EXERCISE DETAILS: Only the lines holding the string "ValidationReport" are needed; copy each of them from the data.

INFORMATION:
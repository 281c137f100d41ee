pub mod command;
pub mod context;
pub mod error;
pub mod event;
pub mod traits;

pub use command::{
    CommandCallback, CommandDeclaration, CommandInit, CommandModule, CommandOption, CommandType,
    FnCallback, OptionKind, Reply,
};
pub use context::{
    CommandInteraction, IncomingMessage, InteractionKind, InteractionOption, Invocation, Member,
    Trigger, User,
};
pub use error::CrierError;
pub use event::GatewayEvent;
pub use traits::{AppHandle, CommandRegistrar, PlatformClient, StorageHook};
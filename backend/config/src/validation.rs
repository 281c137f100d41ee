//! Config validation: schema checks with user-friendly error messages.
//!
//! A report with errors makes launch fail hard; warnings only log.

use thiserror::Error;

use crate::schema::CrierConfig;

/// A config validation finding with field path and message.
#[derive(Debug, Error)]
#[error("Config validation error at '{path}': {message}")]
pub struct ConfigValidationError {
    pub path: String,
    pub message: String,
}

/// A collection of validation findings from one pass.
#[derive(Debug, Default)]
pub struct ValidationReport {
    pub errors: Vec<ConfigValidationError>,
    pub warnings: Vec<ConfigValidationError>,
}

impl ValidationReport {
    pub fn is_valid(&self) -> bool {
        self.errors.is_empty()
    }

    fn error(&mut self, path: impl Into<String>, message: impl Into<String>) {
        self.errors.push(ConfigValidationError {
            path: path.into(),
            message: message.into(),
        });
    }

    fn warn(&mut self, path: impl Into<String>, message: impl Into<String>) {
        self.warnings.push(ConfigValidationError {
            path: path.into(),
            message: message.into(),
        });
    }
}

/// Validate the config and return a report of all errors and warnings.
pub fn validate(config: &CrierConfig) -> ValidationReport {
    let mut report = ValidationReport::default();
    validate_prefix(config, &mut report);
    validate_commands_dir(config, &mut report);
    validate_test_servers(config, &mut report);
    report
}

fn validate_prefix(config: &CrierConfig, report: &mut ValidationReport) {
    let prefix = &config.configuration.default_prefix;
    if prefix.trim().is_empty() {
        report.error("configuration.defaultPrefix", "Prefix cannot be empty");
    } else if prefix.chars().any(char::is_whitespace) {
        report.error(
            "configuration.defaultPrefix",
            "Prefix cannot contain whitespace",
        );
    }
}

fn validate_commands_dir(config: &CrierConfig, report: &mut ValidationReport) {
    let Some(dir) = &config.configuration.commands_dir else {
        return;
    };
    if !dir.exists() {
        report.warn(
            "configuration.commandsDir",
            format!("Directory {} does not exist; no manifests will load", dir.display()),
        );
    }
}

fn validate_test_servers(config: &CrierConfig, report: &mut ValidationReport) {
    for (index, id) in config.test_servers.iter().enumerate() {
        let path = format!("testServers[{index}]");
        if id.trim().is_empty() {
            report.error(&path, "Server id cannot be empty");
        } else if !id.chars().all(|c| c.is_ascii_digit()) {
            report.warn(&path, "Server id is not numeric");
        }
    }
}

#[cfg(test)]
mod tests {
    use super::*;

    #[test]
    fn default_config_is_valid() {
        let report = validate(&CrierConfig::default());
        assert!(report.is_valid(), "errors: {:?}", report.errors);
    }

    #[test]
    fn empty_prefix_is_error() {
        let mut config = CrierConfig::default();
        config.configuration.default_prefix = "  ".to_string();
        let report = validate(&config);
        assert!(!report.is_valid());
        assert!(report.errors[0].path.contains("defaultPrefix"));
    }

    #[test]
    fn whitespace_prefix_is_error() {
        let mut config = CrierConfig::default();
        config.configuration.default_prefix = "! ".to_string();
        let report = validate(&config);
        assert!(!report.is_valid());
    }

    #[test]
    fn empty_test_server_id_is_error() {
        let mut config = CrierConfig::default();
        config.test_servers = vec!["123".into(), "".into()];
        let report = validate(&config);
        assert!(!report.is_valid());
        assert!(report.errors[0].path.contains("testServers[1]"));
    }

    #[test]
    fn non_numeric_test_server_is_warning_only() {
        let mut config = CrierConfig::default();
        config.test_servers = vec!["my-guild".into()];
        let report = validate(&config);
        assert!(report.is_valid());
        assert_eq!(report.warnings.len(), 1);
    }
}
==
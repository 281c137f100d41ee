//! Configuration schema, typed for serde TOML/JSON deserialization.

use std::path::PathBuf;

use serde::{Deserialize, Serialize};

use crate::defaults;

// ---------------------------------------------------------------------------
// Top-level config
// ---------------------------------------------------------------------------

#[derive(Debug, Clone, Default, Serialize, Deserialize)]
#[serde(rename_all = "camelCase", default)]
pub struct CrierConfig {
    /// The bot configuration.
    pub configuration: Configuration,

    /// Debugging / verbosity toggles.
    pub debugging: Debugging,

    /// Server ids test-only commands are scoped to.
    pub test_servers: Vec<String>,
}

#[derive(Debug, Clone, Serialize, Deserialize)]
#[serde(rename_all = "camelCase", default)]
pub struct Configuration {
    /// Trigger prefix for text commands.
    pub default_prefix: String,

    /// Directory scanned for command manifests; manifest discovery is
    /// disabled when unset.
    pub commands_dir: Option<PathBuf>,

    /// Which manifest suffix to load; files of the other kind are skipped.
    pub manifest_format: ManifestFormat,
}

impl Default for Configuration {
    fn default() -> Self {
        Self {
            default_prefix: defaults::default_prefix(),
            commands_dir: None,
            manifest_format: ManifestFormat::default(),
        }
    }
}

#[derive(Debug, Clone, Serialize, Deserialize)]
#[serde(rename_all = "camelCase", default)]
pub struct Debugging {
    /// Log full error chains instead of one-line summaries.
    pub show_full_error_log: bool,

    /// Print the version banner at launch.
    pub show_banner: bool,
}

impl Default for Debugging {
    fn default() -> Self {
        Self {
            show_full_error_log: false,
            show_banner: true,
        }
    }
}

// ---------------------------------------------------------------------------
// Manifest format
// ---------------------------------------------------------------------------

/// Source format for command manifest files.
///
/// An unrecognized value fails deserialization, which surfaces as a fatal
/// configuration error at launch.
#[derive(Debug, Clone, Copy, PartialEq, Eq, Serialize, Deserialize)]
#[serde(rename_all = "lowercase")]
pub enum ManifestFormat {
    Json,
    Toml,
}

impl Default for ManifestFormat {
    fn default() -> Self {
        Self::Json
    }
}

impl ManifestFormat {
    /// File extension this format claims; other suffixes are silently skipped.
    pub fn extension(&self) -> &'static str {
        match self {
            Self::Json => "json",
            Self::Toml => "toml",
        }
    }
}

RESULT OF THIS EXERCISE:
pub struct ValidationReport {
impl ValidationReport {
pub fn validate(config: &CrierConfig) -> ValidationReport {
    let mut report = ValidationReport::default();
fn validate_prefix(config: &CrierConfig, report: &mut ValidationReport) {
fn validate_commands_dir(config: &CrierConfig, report: &mut ValidationReport) {
fn validate_test_servers(config: &CrierConfig, report: &mut ValidationReport) {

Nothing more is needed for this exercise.